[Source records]
******************************

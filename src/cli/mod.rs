use anyhow::Result;
use clap::{Parser, Subcommand};

pub mod fetch;
pub mod serve;

#[derive(Subcommand)]
enum Command {
    /// Run the API server
    Serve {
        /// Set the server host address
        #[arg(long, default_value = "127.0.0.1")]
        host: String,

        /// Set the server port
        #[arg(long, default_value = "2222")]
        port: String,
    },
    /// Fetch busy and out of office events for an email once
    Fetch {
        #[arg(long, default_value = "")]
        email: String,
    },
}

#[derive(Parser)]
#[command(author, version, about, long_about = None)]
#[command(propagate_version = true)]
pub struct Cli {
    #[command(subcommand)]
    command: Option<Command>,
}

pub async fn run() -> Result<()> {
    let args = Cli::parse();

    // Handle each sub command
    match args.command {
        Some(Command::Serve { host, port }) => {
            serve::run(host, port).await?;
        }
        Some(Command::Fetch { email }) => {
            crate::api::init_tracing();
            fetch::run(email).await?;
        }
        None => {}
    }

    Ok(())
}
use std::env;
use std::time::Duration;

use anyhow::{Context, Result};

use crate::upstream::RetryPolicy;

#[derive(Clone, Debug)]
pub struct AppConfig {
    /// Base URL of the upstream events API, e.g. `https://events.example.com/v1`
    pub events_api_base_url: String,
    pub retry_policy: RetryPolicy,
    /// Per-request timeout for upstream calls. `None` leaves it to reqwest.
    pub request_timeout: Option<Duration>,
}

impl AppConfig {
    pub fn new(events_api_base_url: &str) -> Self {
        Self {
            events_api_base_url: events_api_base_url.to_string(),
            retry_policy: RetryPolicy::default(),
            request_timeout: None,
        }
    }

    /// Load configuration from environment variables.
    pub fn from_env() -> Result<Self> {
        let events_api_base_url = env::var("EVENTS_API_BASE_URL")
            .context("Missing env var EVENTS_API_BASE_URL")?;

        let default_policy = RetryPolicy::default();
        let retries = match env::var("EVENTS_API_RETRY_COUNT") {
            Ok(val) => val
                .parse::<u32>()
                .with_context(|| format!("Invalid EVENTS_API_RETRY_COUNT: {}", val))?,
            Err(_) => default_policy.retries,
        };
        let delay = match env::var("EVENTS_API_RETRY_DELAY_MS") {
            Ok(val) => Duration::from_millis(
                val.parse::<u64>()
                    .with_context(|| format!("Invalid EVENTS_API_RETRY_DELAY_MS: {}", val))?,
            ),
            Err(_) => default_policy.delay,
        };
        let request_timeout = match env::var("EVENTS_API_TIMEOUT_SECS") {
            Ok(val) => Some(Duration::from_secs(
                val.parse::<u64>()
                    .with_context(|| format!("Invalid EVENTS_API_TIMEOUT_SECS: {}", val))?,
            )),
            Err(_) => None,
        };

        Ok(Self {
            events_api_base_url,
            retry_policy: RetryPolicy::new(retries, delay),
            request_timeout,
        })
    }
}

******************************

** Task requirements **
Reproduce each line of the records in which "await" appears.

** Exercise answer **
            serve::run(host, port).await?;
            fetch::run(email).await?;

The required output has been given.